A literatura como meio de ressocialização de detentos
Enviada em 28/10/2022
Com o advento da imprensa no século XV, ocorreu uma ampla difusão de conhecimento mediante livros e panfletos. Isso contribuiu para o início de uma nova era de formação de ideias e pensadores com influência até nos tempos atuais. Nessa perspectiva, a leitura possui o poder de provocar mudanças tanto a nível pessoal quanto social, bem como a sua falta pode acarretar o estabelecimento de uma sociedade mais violenta e desprovida de educação. Por essa razão, é relevante que líderes políticos prestem o fornecimento de uma devida educação para seus cidadãos, garantindo-lhes inclusive, oportunidade profissional.
Primeiramente, vale ressaltar, que a falta de qualidade de ensino oferecida pela rede pública desfavorece a constituição de uma carreira profissional sólida nas camadas sociais mais pobres. Dessa forma, perante a falta de plenas condições de estudo, jovens são seduzidos a ganhar o próprio sustento por meio do crime, este que não exige qualificação e promete retorno material rápido. Nesse sentido, a educação haveria de previnir alto índice de criminalidade por meio do oferecimento de mais oportunidades decorrentes do estudo. Essa ideia se sustenta no que afirmou Rousseau “o homem nasce bom, a sociedade o corrompe”.

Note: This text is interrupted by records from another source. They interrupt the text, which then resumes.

#[cfg(test)]
mod tests {
    use std::cell::RefCell;
    use std::collections::VecDeque;

    use async_trait::async_trait;
    use serde_json::json;

    use super::*;
    use crate::error::FALLBACK_ERROR_MESSAGE;
    use crate::models::Role;
    use crate::session::MemoryStore;
    use crate::transport::TransportError;

    #[derive(Default)]
    struct ScriptedTransport {
        responses: RefCell<VecDeque<Result<HttpResponse, TransportError>>>,
        sent: RefCell<Vec<HttpRequest>>,
    }

    impl ScriptedTransport {
        fn respond(self, status: u16, content_type: Option<&str>, body: &str) -> Self {
            self.responses.borrow_mut().push_back(Ok(HttpResponse {
                status,
                content_type: content_type.map(ToString::to_string),
                body: body.to_string(),
            }));
            self
        }

        fn fail(self, error: TransportError) -> Self {
            self.responses.borrow_mut().push_back(Err(error));
            self
        }

        fn last_sent(&self) -> HttpRequest {
            self.sent.borrow().last().cloned().expect("a request was sent")
        }
    }

    #[async_trait(?Send)]
    impl HttpTransport for ScriptedTransport {
        async fn send(&self, request: HttpRequest) -> Result<HttpResponse, TransportError> {
            self.sent.borrow_mut().push(request);
            self.responses
                .borrow_mut()
                .pop_front()
                .unwrap_or_else(|| Err(TransportError::Network("no scripted response".into())))
        }
    }

    fn client(transport: ScriptedTransport) -> ApiClient<ScriptedTransport, MemoryStore> {
        let config = ClientConfig::new("https://api.triptales.example").expect("config");
        ApiClient::new(config, transport, MemoryStore::new())
    }

    const JSON: Option<&str> = Some("application/json");

    #[test]
    fn build_request_merges_headers_and_attaches_token() {
        let api = client(ScriptedTransport::default());
        api.session().set_token("tok_abc").expect("token");

        let options = RequestOptions::method(HttpMethod::Post)
            .header("content-type", "application/merge-patch+json")
            .header("X-Trace", "1")
            .header("Authorization", "Bearer caller")
            .json(json!({"status": "approved"}));
        let request = api
            .build_request("/itineraries/4/status", &options)
            .expect("request");

        assert_eq!(request.url, "https://api.triptales.example/itineraries/4/status");
        assert_eq!(
            request.header("Content-Type"),
            Some("application/merge-patch+json")
        );
        assert_eq!(request.header("x-trace"), Some("1"));
        assert_eq!(request.header("authorization"), Some("Bearer tok_abc"));
        assert_eq!(
            request
                .headers
                .iter()
                .filter(|(name, _)| name.eq_ignore_ascii_case("authorization"))
                .count(),
            1
        );
        assert_eq!(request.body.as_deref(), Some(r#"{"status":"approved"}"#));
    }

    #[test]
    fn build_request_without_session_has_no_authorization() {
        let api = client(ScriptedTransport::default());
        let request = api
            .build_request("/itineraries", &RequestOptions::get())
            .expect("request");
        assert_eq!(request.header("Authorization"), None);
        assert_eq!(request.header("Content-Type"), Some(JSON_CONTENT_TYPE));
        assert_eq!(request.body, None);
    }

    #[tokio::test]
    async fn not_found_detail_becomes_error_message() {
        let api = client(ScriptedTransport::default().respond(
            404,
            JSON,
            r#"{"detail":"Not found"}"#,
        ));
        let error = api
            .request("/itineraries/99", RequestOptions::get())
            .await
            .expect_err("404 must fail");
        assert_eq!(error.message, "Not found");
        assert_eq!(error.status, Some(404));
    }

    #[tokio::test]
    async fn non_json_error_uses_fallback_message() {
        let api = client(ScriptedTransport::default().respond(
            502,
            Some("text/html"),
            "<h1>Bad Gateway</h1>",
        ));
        let error = api
            .request("/itineraries", RequestOptions::get())
            .await
            .expect_err("502 must fail");
        assert_eq!(error.message, FALLBACK_ERROR_MESSAGE);
        assert_eq!(error.status, Some(502));
    }

    #[tokio::test]
    async fn transport_failure_uses_fallback_message() {
        let api = client(
            ScriptedTransport::default().fail(TransportError::Network("dns failure".into())),
        );
        let error = api.me().await.expect_err("network failure");
        assert_eq!(error, RequestError::fallback());
    }

    #[tokio::test]
    async fn success_without_json_body_is_absent() {
        let api = client(ScriptedTransport::default().respond(204, None, ""));
        let data = api
            .request("/itineraries/3", RequestOptions::method(HttpMethod::Delete))
            .await
            .expect("delete ok");
        assert_eq!(data, None);
    }

    #[tokio::test]
    async fn login_posts_credentials_and_decodes_session() {
        let api = client(ScriptedTransport::default().respond(
            200,
            JSON,
            r#"{"token":"tok_1","user":{"id":1,"name":"Admin","email":"admin@triptales.local","role":"admin"}}"#,
        ));
        let response = api
            .login(&LoginRequest {
                email: "admin@triptales.local".to_string(),
                password: "admin123".to_string(),
            })
            .await
            .expect("login");

        assert_eq!(response.token, "tok_1");
        assert_eq!(response.user.role, Role::Admin);

        let sent = api.transport().last_sent();
        assert_eq!(sent.method, HttpMethod::Post);
        assert_eq!(sent.url, "https://api.triptales.example/auth/login");
        let body: Value = serde_json::from_str(sent.body.as_deref().unwrap_or("null"))
            .expect("json body");
        assert_eq!(
            body,
            json!({"email": "admin@triptales.local", "password": "admin123"})
        );
    }

    #[tokio::test]
    async fn list_itineraries_sends_filters_and_decodes_items() {
        let api = client(ScriptedTransport::default().respond(
            200,
            JSON,
            r#"{"items":[{"id":1,"title":"Dal Lake Serenity Escape","region":"Kashmir","duration_days":3,"budget_min":8000,"budget_max":12000,"image_url":"../images/dal-lake.jpg","details":"Day 1: Arrive.","status":"approved","created_by":{"id":2,"name":"Demo User"}}]}"#,
        ));
        let items = api
            .list_itineraries(&ItineraryQuery::public("dal", "Kashmir"))
            .await
            .expect("items");

        assert_eq!(items.len(), 1);
        assert_eq!(items[0].title, "Dal Lake Serenity Escape");
        assert_eq!(
            api.transport().last_sent().url,
            "https://api.triptales.example/itineraries?q=dal&region=Kashmir"
        );
    }

    #[tokio::test]
    async fn malformed_success_payload_maps_to_fallback() {
        let api = client(ScriptedTransport::default().respond(200, JSON, r#"{"items": 3}"#));
        let error = api
            .list_itineraries(&ItineraryQuery::mine())
            .await
            .expect_err("bad shape");
        assert_eq!(error.message, FALLBACK_ERROR_MESSAGE);
    }

    #[tokio::test]
    async fn status_patch_targets_status_path() {
        let api = client(ScriptedTransport::default().respond(
            200,
            JSON,
            r#"{"message":"Itinerary marked as rejected"}"#,
        ));
        api.set_itinerary_status(12, ItineraryStatus::Rejected)
            .await
            .expect("patch");

        let sent = api.transport().last_sent();
        assert_eq!(sent.method, HttpMethod::Patch);
        assert_eq!(sent.url, "https://api.triptales.example/itineraries/12/status");
        assert_eq!(sent.body.as_deref(), Some(r#"{"status":"rejected"}"#));
    }
}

Salienta-se, igualmente, que a leitura possibilita mudanças de perspectiva a quem se usufrui dela. Essa ideia engloba, inclusive, pessoas que nem sequer partilhavam de gosto por ler ou simplesmente não tiveram a oportunidade de descoberta. Dessa forma, os detentos são um bom exemplo, principalmente ao se considerar o potencial ressocializador que os livros podem dispor. Afinal, a leitura promete desenvolver uma sensibilização que toca reflexões aprofundadas sobre a vida. Dessa forma, poderá ser aproveitado um potencial de mudança pessoal que oriente o reconhecimento dos próprios erros, oriundos do crime ou não.
Diante do exposto, percebe-se que a literatura pode ocasionar avanço no processo de ressocialização. Nesse sentido, cabe ao Presidente da República, elaborar programa de distribuição de livros e incentivo a leitura nos presídios. Com a finalidade de promover uma mudança pessoal nos presidiários, por meio da reflexão fornecida pela leitura, esta que deve ser predominantemente filosófica. Dessa forma, os detentos serão os maiores beneficiados, assim como a sociedade.